Not sure how successful this would be but guess they're big enough
Ray White’s secret plan to sell more homes off-market
One of Australia’s biggest real estate groups has been secretly experimenting with putting more properties up for sale off-market for almost a week, before listing them on the major property portals such as Domain and realestate.com.au.
Ray White, an agency group representing almost 15 per cent of properties sold in Australia and New Zealand, has been trialling a new tech product to list upcoming homes for sale on its own websites in several affluent Sydney suburbs for five days before they are listed on the portals.
The move demonstrates how agents are exploring ways to reduce their reliance on the property listings giants, which have a combined market capitalisation of $33 billion and have hiked prices to list by as much as 5000 per cent in the past 15 years. It cost $75 to put a home on realestate.com.au back in 2009 – it’s now as much as $6000, depending on the suburb.
Selling properties off-market can save vendors thousands of dollars, but comes with the risk of missing interested buyers who might have bid the price higher. Typically, vendors may choose to try to sell off-market to save money, allowing agents to send properties to their own database of potential buyers and buyer’s agents.
“It’s a long-standing agency practice to market directly to buyer databases with previews, new listing alerts or buyer matches ahead of portal campaigns,” Ray White managing director Dan White said.
Now, Ray White is developing its own tech to market properties. It spent $3 million to buy a 50 per cent interest in proptech platform NurtureCloud in 2020, which it uses to target an evolving list of potential buyers.
“We are developing a new platform to enable agents to alert buyers of new listings coming to market soon,” White said. Known as Uplist, it lets agents upload details and basic photos of new listings up to a week before they’re ready to go live. The group is trialling the product on Sydney’s upper north shore.
Ray White managing director Dan White. The group is trialling tech which makes it easier for agents to market new properties to their buyer lists before advertising them on the big property listings portals.

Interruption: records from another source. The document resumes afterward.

//! Configuration file support for memento
//!
//! Reads from `~/.config/memento/config.toml`. Everything is optional;
//! missing or unparseable config means defaults.

use std::path::PathBuf;

use serde::{Deserialize, Serialize};

use crate::srs::BoxIntervals;

/// Configuration structure
#[derive(Debug, Deserialize, Serialize, Default, Clone)]
pub struct Config {
    /// Review scheduling settings
    #[serde(default)]
    pub review: ReviewConfig,

    /// History ingestion settings
    #[serde(default)]
    pub ingest: IngestConfig,
}

/// Review-related configuration
#[derive(Debug, Deserialize, Serialize, Clone)]
pub struct ReviewConfig {
    /// Days between reviews per Leitner box, boxes 1 through 5.
    /// Default: [0, 1, 3, 7, 21]
    #[serde(default = "default_intervals_days")]
    pub intervals_days: [i64; 5],
}

/// Ingestion-related configuration
#[derive(Debug, Deserialize, Serialize, Default, Clone)]
pub struct IngestConfig {
    /// History files to read instead of the default ~/.zsh_history and
    /// ~/.bash_history.
    #[serde(default)]
    pub history_files: Vec<PathBuf>,
}

fn default_intervals_days() -> [i64; 5] {
    BoxIntervals::DEFAULT_DAYS
}

impl Default for ReviewConfig {
    fn default() -> Self {
        Self {
            intervals_days: default_intervals_days(),
        }
    }
}

impl Config {
    /// Load config from the config directory.
    /// Returns default config if the file doesn't exist or doesn't parse.
    pub fn load() -> Self {
        if let Some(path) = Self::config_path() {
            if let Ok(contents) = std::fs::read_to_string(&path) {
                if let Ok(config) = toml::from_str(&contents) {
                    return config;
                }
            }
        }
        Self::default()
    }

    fn config_path() -> Option<PathBuf> {
        dirs::config_dir().map(|d| d.join("memento").join("config.toml"))
    }

    /// The interval table the scheduler should use.
    pub fn intervals(&self) -> BoxIntervals {
        BoxIntervals::from_days(self.review.intervals_days)
    }
}
//! Which history lines deserve a card
//!
//! Two cheap filters: `is_ignorable` throws away lines that should never
//! reach the pipeline, `is_tricky` decides whether a canonical command is
//! worth memorizing. Both are recall-oriented heuristics that tolerate
//! false positives.

/// Lines that never become cards: blanks, comments, and low-value
/// navigation commands.
pub fn is_ignorable(line: &str) -> bool {
    if line.starts_with('#') {
        return true;
    }
    if line.starts_with("cd ") || line.starts_with("ls") {
        return true;
    }
    line.split_whitespace().next().is_none()
}

/// A command qualifies for a card if it is long, composed, flag-heavy, or
/// carries a destructive flag.
pub fn is_tricky(cmd: &str) -> bool {
    let flags = cmd.matches(" -").count() + cmd.matches(" --").count();
    cmd.len() > 40
        || cmd.contains('|')
        || cmd.contains("&&")
        || flags >= 2
        || cmd.contains("-rf")
        || cmd.contains("--force")
}
//! Leitner box scheduler
//!
//! Five boxes, fixed intervals, no terminal state: a correct answer
//! promotes (capped at box 5), a miss demotes (floored at box 1), and a
//! card cycles indefinitely. The interval table is a value the caller
//! injects, so alternate spacing policies never touch the state machine.

use chrono::{DateTime, Duration, Utc};

use crate::card::Card;

/// Review intervals per box, boxes 1 through 5.
#[derive(Debug, Clone, Copy, PartialEq, Eq)]
pub struct BoxIntervals([i64; 5]);

impl BoxIntervals {
    /// Box 1 is due immediately; then 1, 3, 7, 21 days.
    pub const DEFAULT_DAYS: [i64; 5] = [0, 1, 3, 7, 21];

    pub fn from_days(days: [i64; 5]) -> Self {
        Self(days)
    }

    /// Interval for a box. Out-of-range boxes clamp to the nearest edge,
    /// so a malformed persisted card still schedules sanely.
    pub fn interval(&self, box_level: u8) -> Duration {
        let idx = (box_level.clamp(1, 5) - 1) as usize;
        Duration::days(self.0[idx])
    }
}

impl Default for BoxIntervals {
    fn default() -> Self {
        Self(Self::DEFAULT_DAYS)
    }
}

/// Apply one grading event to a card.
///
/// Records the review, moves the box, updates the streak, and schedules the
/// next due date from the box *after* the transition.
pub fn grade(card: &mut Card, correct: bool, now: DateTime<Utc>, intervals: BoxIntervals) {
    card.last_reviewed = Some(now);
    card.times_seen += 1;
    if correct {
        card.box_level = (card.box_level + 1).min(5);
        card.streak += 1;
    } else {
        card.box_level = card.box_level.saturating_sub(1).max(1);
        card.streak = 0;
    }
    card.next_due = now + intervals.interval(card.box_level);
}

/// All cards due at `now`, most frequently seen first; ties keep their
/// original relative order.
pub fn due_cards(cards: &[Card], now: DateTime<Utc>) -> Vec<Card> {
    let mut due: Vec<Card> = cards.iter().filter(|c| c.due(now)).cloned().collect();
    due.sort_by(|a, b| b.seen_count.cmp(&a.seen_count));
    due
}

/// Tolerant answer check: trimmed, case-insensitive, and a partial recall
/// (either string containing the other) counts. An empty submission is
/// never correct.
pub fn check_answer(card: &Card, submitted: &str) -> bool {
    let submitted = submitted.trim().to_lowercase();
    if submitted.is_empty() {
        return false;
    }
    let expected = card.answer.trim().to_lowercase();
    expected == submitted || expected.contains(&submitted) || submitted.contains(&expected)
}
//! Card persistence
//!
//! The collection lives as a pretty-printed JSON array in the XDG data
//! directory (`~/.local/share/memento/cards.json`), overridable with the
//! `MEMENTO_DATA_DIR` environment variable. The file is the single source
//! of truth; the core works on the in-memory copy this module hands out.

use std::fs;
use std::path::PathBuf;

use crate::card::Card;

pub const DATA_DIR_ENV: &str = "MEMENTO_DATA_DIR";
const CARDS_FILE: &str = "cards.json";

/// Error type for store operations
#[derive(Debug)]
pub enum StoreError {
    Io(std::io::Error),
    Json(serde_json::Error),
    NoDataDir,
}

impl std::fmt::Display for StoreError {
    fn fmt(&self, f: &mut std::fmt::Formatter<'_>) -> std::fmt::Result {
        match self {
            StoreError::Io(e) => write!(f, "IO error: {}", e),
            StoreError::Json(e) => write!(f, "malformed card collection: {}", e),
            StoreError::NoDataDir => write!(f, "cannot determine a data directory"),
        }
    }
}

impl std::error::Error for StoreError {}

impl From<std::io::Error> for StoreError {
    fn from(e: std::io::Error) -> Self {
        StoreError::Io(e)
    }
}

impl From<serde_json::Error> for StoreError {
    fn from(e: serde_json::Error) -> Self {
        StoreError::Json(e)
    }
}

pub type Result<T> = std::result::Result<T, StoreError>;

fn data_dir() -> Result<PathBuf> {
    if let Ok(dir) = std::env::var(DATA_DIR_ENV) {
        return Ok(PathBuf::from(dir));
    }
    dirs::data_dir()
        .map(|d| d.join("memento"))
        .ok_or(StoreError::NoDataDir)
}

/// Full path of the cards file, creating the data directory if needed.
pub fn cards_path() -> Result<PathBuf> {
    let dir = data_dir()?;
    fs::create_dir_all(&dir)?;
    Ok(dir.join(CARDS_FILE))
}

/// Load the persisted collection. A missing file is an empty collection;
/// an unreadable or malformed one is an error.
pub fn load_cards() -> Result<Vec<Card>> {
    let path = cards_path()?;
    let bytes = match fs::read(&path) {
        Ok(b) => b,
        Err(e) if e.kind() == std::io::ErrorKind::NotFound => return Ok(Vec::new()),
        Err(e) => return Err(e.into()),
    };
    Ok(serde_json::from_slice(&bytes)?)
}

/// Persist the whole collection. Writes to a temp file in the same
/// directory, then renames over the target, so an interrupted save leaves
/// the previous state intact.
pub fn save_cards(cards: &[Card]) -> Result<()> {
    let path = cards_path()?;
    let json = serde_json::to_vec_pretty(cards)?;
    let tmp = path.with_extension("json.tmp");
    fs::write(&tmp, json)?;
    fs::rename(&tmp, &path)?;
    Ok(())
}

/// Persist a single graded card: reload, replace by id (append if the card
/// is somehow absent), save. Called after every grading event so an
/// interrupted session loses at most the in-progress card.
pub fn save_progress(updated: &Card) -> Result<()> {
    let mut cards = load_cards()?;
    match cards.iter_mut().find(|c| c.id == updated.id) {
        Some(card) => *card = updated.clone(),
        None => cards.push(updated.clone()),
    }
    save_cards(&cards)
}

#[cfg(test)]
mod tests {
    use super::*;
    use crate::card::test_card;

    // Every test keeps its own data dir. MEMENTO_DATA_DIR is process-wide,
    // so these tests hold a lock to avoid clobbering each other.
    use std::sync::Mutex;
    static ENV_LOCK: Mutex<()> = Mutex::new(());

    fn with_temp_data_dir<T>(f: impl FnOnce() -> T) -> T {
        let _guard = ENV_LOCK.lock().unwrap();
        let dir = tempfile::tempdir().unwrap();
        std::env::set_var(DATA_DIR_ENV, dir.path());
        let out = f();
        std::env::remove_var(DATA_DIR_ENV);
        out
    }

    #[test]
    fn test_load_missing_file_is_empty() {
        with_temp_data_dir(|| {
            assert!(load_cards().unwrap().is_empty());
        });
    }

    #[test]
    fn test_save_and_load_round_trip() {
        with_temp_data_dir(|| {
            let cards = vec![test_card("a"), test_card("b")];
            save_cards(&cards).unwrap();
            let loaded = load_cards().unwrap();
            assert_eq!(loaded, cards);
        });
    }

    #[test]
    fn test_malformed_collection_is_an_error() {
        with_temp_data_dir(|| {
            let path = cards_path().unwrap();
            std::fs::write(&path, b"not json").unwrap();
            assert!(matches!(load_cards(), Err(StoreError::Json(_))));
        });
    }

    #[test]
    fn test_save_progress_replaces_by_id() {
        with_temp_data_dir(|| {
            let cards = vec![test_card("a"), test_card("b")];
            save_cards(&cards).unwrap();

            let mut graded = cards[1].clone();
            graded.box_level = 3;
            graded.streak = 2;
            save_progress(&graded).unwrap();

            let loaded = load_cards().unwrap();
            assert_eq!(loaded.len(), 2);
            assert_eq!(loaded[0], cards[0]);
            assert_eq!(loaded[1].box_level, 3);
        });
    }

    #[test]
    fn test_save_progress_appends_unknown_card() {
        with_temp_data_dir(|| {
            save_cards(&[test_card("a")]).unwrap();
            save_progress(&test_card("z")).unwrap();
            let loaded = load_cards().unwrap();
            assert_eq!(loaded.len(), 2);
            assert_eq!(loaded[1].id, "z");
        });
    }
}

Peter Wallis
Ray White’s move risks pushing even more properties off the major platforms. Last month, private subscription platform Quiet List released an analysis of Sydney real estate sales in 2024, revealing that one in five sold off-market.
Competition between the property portals for listings is intense. REA’s realestate.com.au is by far the biggest platform, a dominance that has drawn regulator interest for its pricing practices.
REA now faces a powerful new competitor after US property conglomerate CoStar Group bought second-placed Domain for around $3 billion earlier this year. CoStar Group chief executive Andy Florance has pointed to new 3D internal mapping technology and faster website load times as ways to improve Domain’s audience in Australia.
But while the portals compete on price and introduce new products, agents themselves are increasingly trying not to be entirely reliant on platforms that can increase subscription fees by 110 per cent in a single year.
“Technology is such that it’s getting easier for agents to get traction outside of the portals than it used to be,” Real Estate Institute of Australia chief executive Leanne Pilkington said. “Advertising is so expensive, agents are always testing to see how they can save their clients money and still get a great result.”